Führen Sie bestimmte Befehle ohne Kennwort aus

Sie können auch bestimmte Befehle angeben, für die bei Ausführung mit sudo kein Kennwort erforderlich ist. Anstatt nach NOPASSWD oben „ALL“ zu verwenden, geben Sie die Position der Befehle an. In der folgenden Zeile kann Ihr Benutzerkonto beispielsweise die Befehle apt-get und shutdown ohne Kennwort ausführen.

Benutzername ALL = (ALL) NOPASSWD: / usr / bin / apt-get, / sbin / shutdown

Dies kann besonders nützlich sein, wenn bestimmte Befehle mit sudo in einem Skript ausgeführt werden.

Erlauben Sie einem Benutzer, nur bestimmte Befehle auszuführen

Sie können zwar bestimmte Befehle auf die schwarze Liste setzen und verhindern, dass Benutzer sie mit sudo ausführen, dies ist jedoch nicht sehr effektiv. Sie können beispielsweise angeben, dass ein Benutzerkonto den Befehl shutdown nicht mit sudo ausführen kann. Dieses Benutzerkonto kann jedoch den Befehl cp mit sudo ausführen, eine Kopie des Befehls shutdown erstellen und das System mithilfe der Kopie herunterfahren.

Eine effektivere Möglichkeit besteht darin, bestimmte Befehle auf die Whitelist zu setzen. Beispielsweise könnten Sie einem Standardbenutzerkonto die Berechtigung erteilen, die Befehle apt-get und shutdown zu verwenden, jedoch nicht mehr. Fügen Sie dazu die folgende Zeile hinzu, in der standarduser der Benutzername des Benutzers ist:

standarduser ALL = / usr / bin / apt-get, / sbin / shutdown

Der folgende Befehl gibt an, welche Befehle der Benutzer mit sudo ausführen kann:

sudo -U standarduser –l

Protokollierung des Sudo-Zugriffs

Sie können den gesamten Sudo-Zugriff protokollieren, indem Sie die folgende Zeile hinzufügen. / var / log / sudo ist nur ein Beispiel; Sie können einen beliebigen Speicherort für Protokolldateien verwenden.

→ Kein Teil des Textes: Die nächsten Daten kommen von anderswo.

/// Incremental pass: rebuilds dirty slots and sends moved transforms, relying on
/// cached node state for everything else.
pub fn upload_changed_inputs<T: Transport>(
    asset: &mut HostAsset,
    scene: &HostScene,
    ctx: &mut SessionContext<T>,
) -> PassReport {
    run_pass(asset, scene, ctx, PassMode::Changed)
}

#[cfg(test)]
mod tests;
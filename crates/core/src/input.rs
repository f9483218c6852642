use std::sync::atomic::{AtomicBool, Ordering};
use std::sync::Arc;

use conduit_scene::{HostTransform, ObjectRef, SceneObjectKind};
use serde::{Deserialize, Serialize};

use crate::registry::{InputIdentifier, InputOptions, NodeHandle, TransformKey};
use crate::transport::RemoteNodeId;

#[derive(Debug, Clone, Copy, PartialEq, Eq, Hash, Serialize, Deserialize)]
pub enum InputKind {
    StaticMesh,
    SkeletalMesh,
    Spline,
    Landscape,
    Actor,
    Blueprint,
    Brush,
    Camera,
    DataTable,
    GeometryCollection,
    InstancedMesh,
    AssetReference,
}

impl InputKind {
    /// Whether a top-level object of `kind` can be bound to this slot. Components
    /// below actors and blueprints are taken whatever their kind.
    pub fn accepts(self, kind: SceneObjectKind) -> bool {
        match self {
            InputKind::StaticMesh => kind == SceneObjectKind::StaticMesh,
            InputKind::SkeletalMesh => kind == SceneObjectKind::SkeletalMesh,
            InputKind::Spline => kind == SceneObjectKind::Spline,
            InputKind::Landscape => kind == SceneObjectKind::Landscape,
            InputKind::Actor => matches!(
                kind,
                SceneObjectKind::Actor | SceneObjectKind::Brush | SceneObjectKind::Camera
            ),
            InputKind::Blueprint => kind == SceneObjectKind::Blueprint,
            InputKind::Brush => kind == SceneObjectKind::Brush,
            InputKind::Camera => kind == SceneObjectKind::Camera,
            InputKind::DataTable => kind == SceneObjectKind::DataTable,
            InputKind::GeometryCollection => kind == SceneObjectKind::GeometryCollection,
            InputKind::InstancedMesh => kind == SceneObjectKind::InstancedMesh,
            InputKind::AssetReference => matches!(
                kind,
                SceneObjectKind::AssetReference
                    | SceneObjectKind::StaticMesh
                    | SceneObjectKind::SkeletalMesh
            ),
        }
    }
}

/// Per-slot flags. Everything that changes the produced geometry is forwarded into
/// the registry identifier through [`InputSlotOptions::input_options`].
#[derive(Debug, Clone, Default, PartialEq, Serialize, Deserialize)]
#[serde(default)]
pub struct InputSlotOptions {
    /// Merge keeps each object's world transform instead of flattening to local.
    pub keep_world_transform: bool,
    pub pack_before_merge: bool,
    /// Applied on top of every object's world transform.
    pub transform_offset: HostTransform,
    pub export_materials_as_attributes: bool,
    pub import_as_reference: bool,
    pub import_as_reference_rot_scale: bool,
    pub import_as_reference_bbox: bool,
    pub import_as_reference_material: bool,
    pub export_lods: bool,
    pub lod_index: u32,
}

impl InputSlotOptions {
    pub fn input_options(&self) -> InputOptions {
        InputOptions {
            import_as_reference: self.import_as_reference,
            import_as_reference_rot_scale: self.import_as_reference_rot_scale,
            import_as_reference_bbox: self.import_as_reference_bbox,
            import_as_reference_material: self.import_as_reference_material,
            export_lods: self.export_lods,
            lod_index: self.lod_index,
            export_material_parameters: self.export_materials_as_attributes,
            transform_offset: TransformKey::from_transform(&self.transform_offset),
        }
    }
}

#[derive(Debug, Clone, Copy, PartialEq, Eq, Serialize, Deserialize)]
pub enum SlotState {
    Clean,
    Dirty,
    Rebuilding,
    Disconnected,
    /// Non-retryable error; skipped until the slot is reconfigured.
    Failed,
}

/// Shared flag that abandons an in-flight rebuild of one slot.
#[derive(Debug, Clone, Default)]
pub struct CancelFlag(Arc<AtomicBool>);

impl CancelFlag {
    pub fn new() -> Self {
        Self::default()
    }

    pub fn cancel(&self) {
        self.0.store(true, Ordering::SeqCst);
    }

    pub fn is_cancelled(&self) -> bool {
        self.0.load(Ordering::SeqCst)
    }

    pub fn reset(&self) {
        self.0.store(false, Ordering::SeqCst);
    }
}

/// One registry node a slot currently consumes.
#[derive(Debug, Clone)]
pub(crate) struct BoundInput {
    /// Object listed on the slot this node was produced for.
    pub source: ObjectRef,
    pub identifier: InputIdentifier,
    pub handle: NodeHandle,
    pub object_node: RemoteNodeId,
    pub geometry_node: RemoteNodeId,
    /// Object transform last sent, `None` for reference nodes which bake it.
    pub transform: Option<HostTransform>,
    pub content_version: u64,
}

#[derive(Debug, Clone, Copy, PartialEq, Eq)]
pub(crate) struct InputConnection {
    pub asset_node: RemoteNodeId,
    pub index: u32,
    pub merge: RemoteNodeId,
}

#[derive(Debug, Clone)]
pub struct InputSlot {
    name: String,
    kind: InputKind,
    objects: Vec<ObjectRef>,
    options: InputSlotOptions,
    state: SlotState,
    pending_kind: Option<InputKind>,
    cancel: CancelFlag,
    last_error: Option<String>,
    pub(crate) bound: Vec<BoundInput>,
    pub(crate) merge_node: Option<RemoteNodeId>,
    pub(crate) connection: Option<InputConnection>,
    /// Leaves that produced no geometry, with the version they had.
    pub(crate) empty_leaves: Vec<(InputIdentifier, u64)>,
    /// Session epoch the bound nodes belong to.
    pub(crate) epoch: u64,
}

impl InputSlot {
    pub fn new(name: impl Into<String>, kind: InputKind) -> Self {
        Self {
            name: name.into(),
            kind,
            objects: Vec::new(),
            options: InputSlotOptions::default(),
            state: SlotState::Dirty,
            pending_kind: None,
            cancel: CancelFlag::new(),
            last_error: None,
            bound: Vec::new(),
            merge_node: None,
            connection: None,
            empty_leaves: Vec::new(),
            epoch: 0,
        }
    }

    pub fn name(&self) -> &str {
        &self.name
    }

    pub fn kind(&self) -> InputKind {
        self.kind
    }

    pub fn objects(&self) -> &[ObjectRef] {
        &self.objects
    }

    pub fn options(&self) -> &InputSlotOptions {
        &self.options
    }

    pub fn state(&self) -> SlotState {
        self.state
    }

    pub fn last_error(&self) -> Option<&str> {
        self.last_error.as_deref()
    }

    pub fn merge_node(&self) -> Option<RemoteNodeId> {
        self.merge_node
    }

    /// Object nodes currently feeding this slot's merge.
    pub fn input_nodes(&self) -> Vec<RemoteNodeId> {
        self.bound.iter().map(|bound| bound.object_node).collect()
    }

    pub fn cancel_flag(&self) -> CancelFlag {
        self.cancel.clone()
    }

    pub fn pending_kind(&self) -> Option<InputKind> {
        self.pending_kind
    }

    /// Any reconfiguration makes the slot dirty again, including after a failure
    /// or a disconnect.
    fn reconfigure(&mut self) {
        self.state = SlotState::Dirty;
        self.last_error = None;
        self.cancel.reset();
    }

    pub fn set_objects(&mut self, objects: Vec<ObjectRef>) {
        let mut unique: Vec<ObjectRef> = Vec::with_capacity(objects.len());
        for object in objects {
            if !unique.contains(&object) {
                unique.push(object);
            }
        }
        if unique != self.objects || self.state != SlotState::Clean {
            self.objects = unique;
            self.reconfigure();
        }
    }

    pub fn add_object(&mut self, object: ObjectRef) -> bool {
        if self.objects.contains(&object) {
            return false;
        }
        self.objects.push(object);
        self.reconfigure();
        true
    }

    pub fn remove_object(&mut self, object: &ObjectRef) -> bool {
        let before = self.objects.len();
        self.objects.retain(|existing| existing != object);
        if self.objects.len() == before {
            return false;
        }
        self.reconfigure();
        true
    }

    pub fn set_options(&mut self, options: InputSlotOptions) {
        if options != self.options {
            self.options = options;
            self.reconfigure();
        }
    }

    /// Failed and disconnected slots stay put; they need reconfiguring.
    pub fn mark_dirty(&mut self) {
        if matches!(self.state, SlotState::Clean | SlotState::Rebuilding) {
            self.state = SlotState::Dirty;
        }
    }

    pub(crate) fn set_state(&mut self, state: SlotState) {
        self.state = state;
    }

    pub(crate) fn set_error(&mut self, error: Option<String>) {
        self.last_error = error;
    }

    pub(crate) fn take_pending_kind(&mut self) -> Option<InputKind> {
        self.pending_kind.take()
    }

    /// Switches kind and drops the object list, which only made sense for the old kind.
    pub(crate) fn apply_kind(&mut self, kind: InputKind) {
        self.kind = kind;
        self.objects.clear();
        self.reconfigure();
    }

    /// Consumer key used for registry reference counting.
    pub(crate) fn consumer(&self, asset: &str) -> String {
        format!("{asset}/{}", self.name)
    }
}

/// Host object owning a list of input slots, e.g. a placed asset.
#[derive(Debug, Clone)]
pub struct HostAsset {
    pub name: String,
    /// Node the slots' merges feed into. Created by the asset lifecycle.
    pub asset_node: Option<RemoteNodeId>,
    pub inputs: Vec<InputSlot>,
    /// Slots removed from `inputs` whose nodes still need tearing down.
    pub removed: Vec<InputSlot>,
}

impl HostAsset {
    pub fn new(name: impl Into<String>) -> Self {
        Self {
            name: name.into(),
            asset_node: None,
            inputs: Vec::new(),
            removed: Vec::new(),
        }
    }

    /// Adds a slot, or returns the existing one with that name.
    pub fn add_input(&mut self, name: &str, kind: InputKind) -> &mut InputSlot {
        let index = match self.inputs.iter().position(|slot| slot.name == name) {
            Some(index) => index,
            None => {
                self.inputs.push(InputSlot::new(name, kind));
                self.inputs.len() - 1
            }
        };
        &mut self.inputs[index]
    }

    /// Moves the slot to `removed` as disconnected and cancels any rebuild in flight.
    pub fn remove_input(&mut self, name: &str) -> bool {
        let Some(index) = self.inputs.iter().position(|slot| slot.name == name) else {
            return false;
        };
        let mut slot = self.inputs.remove(index);
        slot.cancel.cancel();
        slot.state = SlotState::Disconnected;
        self.removed.push(slot);
        true
    }

    pub fn input(&self, name: &str) -> Option<&InputSlot> {
        self.inputs.iter().find(|slot| slot.name == name)
    }

    pub fn input_mut(&mut self, name: &str) -> Option<&mut InputSlot> {
        self.inputs.iter_mut().find(|slot| slot.name == name)
    }

    /// Records a kind change; the translator tears down and rebuilds on its next pass.
    pub fn request_kind_change(&mut self, name: &str, kind: InputKind) -> bool {
        match self.input_mut(name) {
            Some(slot) if slot.kind != kind => {
                slot.pending_kind = Some(kind);
                slot.mark_dirty();
                true
            }
            _ => false,
        }
    }
}

#[cfg(test)]
mod tests {
    use super::*;

    #[test]
    fn reconfiguring_a_failed_slot_makes_it_dirty() {
        let mut slot = InputSlot::new("geo", InputKind::StaticMesh);
        slot.set_state(SlotState::Failed);
        slot.set_error(Some("bad".to_string()));
        slot.add_object(ObjectRef::new("/Game/Rock"));
        assert_eq!(slot.state(), SlotState::Dirty);
        assert!(slot.last_error().is_none());
    }

    #[test]
    fn set_objects_deduplicates_and_ignores_noops() {
        let mut slot = InputSlot::new("geo", InputKind::StaticMesh);
        let rock = ObjectRef::new("/Game/Rock");
        slot.set_objects(vec![rock.clone(), rock.clone()]);
        assert_eq!(slot.objects().len(), 1);
        slot.set_state(SlotState::Clean);
        slot.set_objects(vec![rock]);
        assert_eq!(slot.state(), SlotState::Clean);
    }

    #[test]
    fn remove_input_cancels_and_disconnects() {
        let mut asset = HostAsset::new("hda");
        let flag = asset.add_input("geo", InputKind::StaticMesh).cancel_flag();
        assert!(asset.remove_input("geo"));
        assert!(flag.is_cancelled());
        assert!(asset.inputs.is_empty());
        assert_eq!(asset.removed[0].state(), SlotState::Disconnected);
    }

    #[test]
    fn slot_options_feed_the_identifier() {
        let options = InputSlotOptions {
            export_materials_as_attributes: true,
            lod_index: 2,
            keep_world_transform: true,
            ..Default::default()
        };
        let input = options.input_options();
        assert!(input.export_material_parameters);
        assert_eq!(input.lod_index, 2);
    }

    #[test]
    fn asset_reference_slot_takes_meshes() {
        assert!(InputKind::AssetReference.accepts(SceneObjectKind::StaticMesh));
        assert!(!InputKind::StaticMesh.accepts(SceneObjectKind::Spline));
    }
}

Standardmäßig logfile = / var / log / sudo

Zeigen Sie den Inhalt der Protokolldatei mit einem Befehl wie dem folgenden an:

sudo cat / var / log / sudo

Beachten Sie, dass ein Benutzer, der uneingeschränkten Sudo-Zugriff hat, den Inhalt dieser Datei löschen oder ändern kann. Ein Benutzer kann auch mit sudo auf eine Root-Eingabeaufforderung zugreifen und Befehle ausführen, die nicht protokolliert werden. Die Protokollierungsfunktion ist am nützlichsten, wenn sie mit Benutzerkonten gekoppelt ist, die nur eingeschränkten Zugriff auf eine Teilmenge von Systembefehlen haben.